GUBA competes against larger firms for market share in peanut business

Roscoe Allen wasn’t sure what type of business he wanted to start until a road trip to a car sales auction in Georgia provided the perfect idea. “While I was driving, I spotted a vacant peanut processing plant,” Allen says. “I didn’t know a lot about the peanut business, but I knew there were no black peanut processors in the South. It was the perfect opportunity to create my own label, so I decided to give the peanut industry a try.”

Today Allen, 38, is president of the Roscoe Allen Co., a $3 million Ocilla, Georgia-based nut processing business that produces salted nuts and other mixed snacks for nearly 3,000 supermarket chains throughout the South.

In 1996, Allen leased the peanut plant for 15 months, and began producing peanuts, cashews and mixed nuts under the GUBA label (GUBA is derived from the Congolese word nguba, which means peanut) for Publix and Bi-Lo supermarkets. A year later, he began distributing to Publix, which did sales tests on his peanuts in its Miami stores.

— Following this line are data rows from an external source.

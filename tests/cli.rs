//
//  tfgit
//  tests/cli.rs
//
//  Created by Ngonidzashe Mangudya on 2026/01/12.
//  Copyright (c) 2025 IAMNGONI. All rights reserved.
//

//! End-to-end runs of the `tfgit` binary.

use assert_cmd::Command;
use mockito::Server;
use predicates::prelude::*;
use tempfile::TempDir;

use tfgit::exit_codes;

/// A command isolated from the user's config, environment and clone.
fn tfgit(home: &TempDir) -> Command {
    let mut cmd = Command::cargo_bin("tfgit").unwrap();
    cmd.current_dir(home.path())
        .env("HOME", home.path())
        .env("XDG_CONFIG_HOME", home.path().join(".config"))
        .env("APPDATA", home.path())
        .env_remove("TFGIT_COLLECTION")
        .env_remove("TFGIT_PROJECT")
        .env_remove("TFGIT_REPO")
        .env_remove("TFGIT_TOKEN")
        .env_remove("TFGIT_DEBUG")
        .env("TFGIT_NO_PROMPT", "true");
    cmd
}

#[test]
fn test_help_lists_commands() {
    let home = TempDir::new().unwrap();
    tfgit(&home)
        .arg("--help")
        .assert()
        .success()
        .stdout(predicate::str::contains("pr"))
        .stdout(predicate::str::contains("item"))
        .stdout(predicate::str::contains("--collection"));
}

#[test]
fn test_version() {
    let home = TempDir::new().unwrap();
    tfgit(&home)
        .arg("--version")
        .assert()
        .success()
        .stdout(predicate::str::contains(env!("CARGO_PKG_VERSION")));
}

#[test]
fn test_unknown_subcommand_is_usage_error() {
    let home = TempDir::new().unwrap();
    tfgit(&home)
        .arg("frobnicate")
        .assert()
        .code(exit_codes::USAGE);
}

#[test]
fn test_missing_collection_is_reported() {
    let home = TempDir::new().unwrap();
    tfgit(&home)
        .args(["repo", "list"])
        .assert()
        .code(exit_codes::ERROR)
        .stderr(predicate::str::contains("Could not determine collection URL"));
}

#[test]
fn test_config_set_then_get() {
    let home = TempDir::new().unwrap();
    tfgit(&home)
        .args(["config", "set", "--host", "dev.azure.com", "default_project", "Fiber"])
        .assert()
        .success();
    tfgit(&home)
        .args(["config", "get", "hosts.dev.azure.com.default_project"])
        .assert()
        .success()
        .stdout("Fiber\n");
    tfgit(&home)
        .args(["config", "set", "method_override", "perhaps"])
        .assert()
        .failure();
}

#[test]
fn test_completion_script() {
    let home = TempDir::new().unwrap();
    tfgit(&home)
        .args(["completion", "zsh"])
        .assert()
        .success()
        .stdout(predicate::str::contains("#compdef tfgit"));
}

#[test]
fn test_repo_list_json_against_mock_server() {
    let mut server = Server::new();
    let mock = server
        .mock("GET", "/fabrikam/Fiber/_apis/git/repositories")
        .match_header("authorization", "Basic OnNlY3JldA==")
        .with_status(200)
        .with_header("content-type", "application/json")
        .with_body(
            r#"{"count": 2, "value": [
                {"id": "5febef5a-833d-4e14-b9c0-14cb638f91e6", "name": "widgets"},
                {"id": "7ba9e3b4-6f49-4e32-9a5b-9d0d1c3b0f11", "name": "Gadgets"}
            ]}"#,
        )
        .create();

    let home = TempDir::new().unwrap();
    tfgit(&home)
        .env("TFGIT_TOKEN", "secret")
        .args(["repo", "list", "--json", "-p", "Fiber"])
        .args(["--collection", &format!("{}/fabrikam", server.url())])
        .assert()
        .success()
        .stdout(predicate::str::contains("\"name\": \"Gadgets\""));
    mock.assert();
}

#[test]
fn test_not_found_maps_to_exit_code() {
    let mut server = Server::new();
    server
        .mock("GET", "/fabrikam/_apis/git/repositories/missing")
        .with_status(404)
        .with_header("content-type", "application/json")
        .with_body(r#"{"message": "TF401019: missing", "typeKey": "GitRepositoryNotFoundException"}"#)
        .create();

    let home = TempDir::new().unwrap();
    tfgit(&home)
        .env("TFGIT_TOKEN", "secret")
        .env("TFGIT_COLLECTION", format!("{}/fabrikam", server.url()))
        .args(["repo", "view", "missing"])
        .assert()
        .code(exit_codes::NOT_FOUND)
        .stderr(predicate::str::contains("TF401019"));
}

“At first they carried my product in 150 of their stores in Miami, but it sold so well there that they decided to put it in all 550 of their stores,” Allen says.

With that experience under his belt, he was able to secure a $50,000 guaranteed loan from the Business Development Corp. of Georgia, a U.S. Small Business Administration preferred lender, to acquire the peanut plant for $525,000 and, later, a second SBA-guaranteed loan of $250,000 to expand the business in order to sell to other supermarkets.

He then prepared press kits with product samples, sent them to supermarket chains and made follow-up calls. Once a store expressed interest, he made a formal presentation before the buyers, including those of Kroger, Wal-Mart and Winn-Dixie.

Despite the company’s success, Allen says distributing his products has not been easy. “Some supermarket chains have their own brand, so they aren’t willing to try something new. But I’m cheaper than just about any brand on the shelf, so I’m able to compete in price.” GUBA’s products sell for about $1.69 each, vs. $1.79-$2.39 for other major brands.

Allen, who was named Georgia’s 1998 Small Business Person of the Year by the SBA, says his formula for success is perseverance. “Believing in myself and never quitting are mottos that I apply to my business and everything else I do.”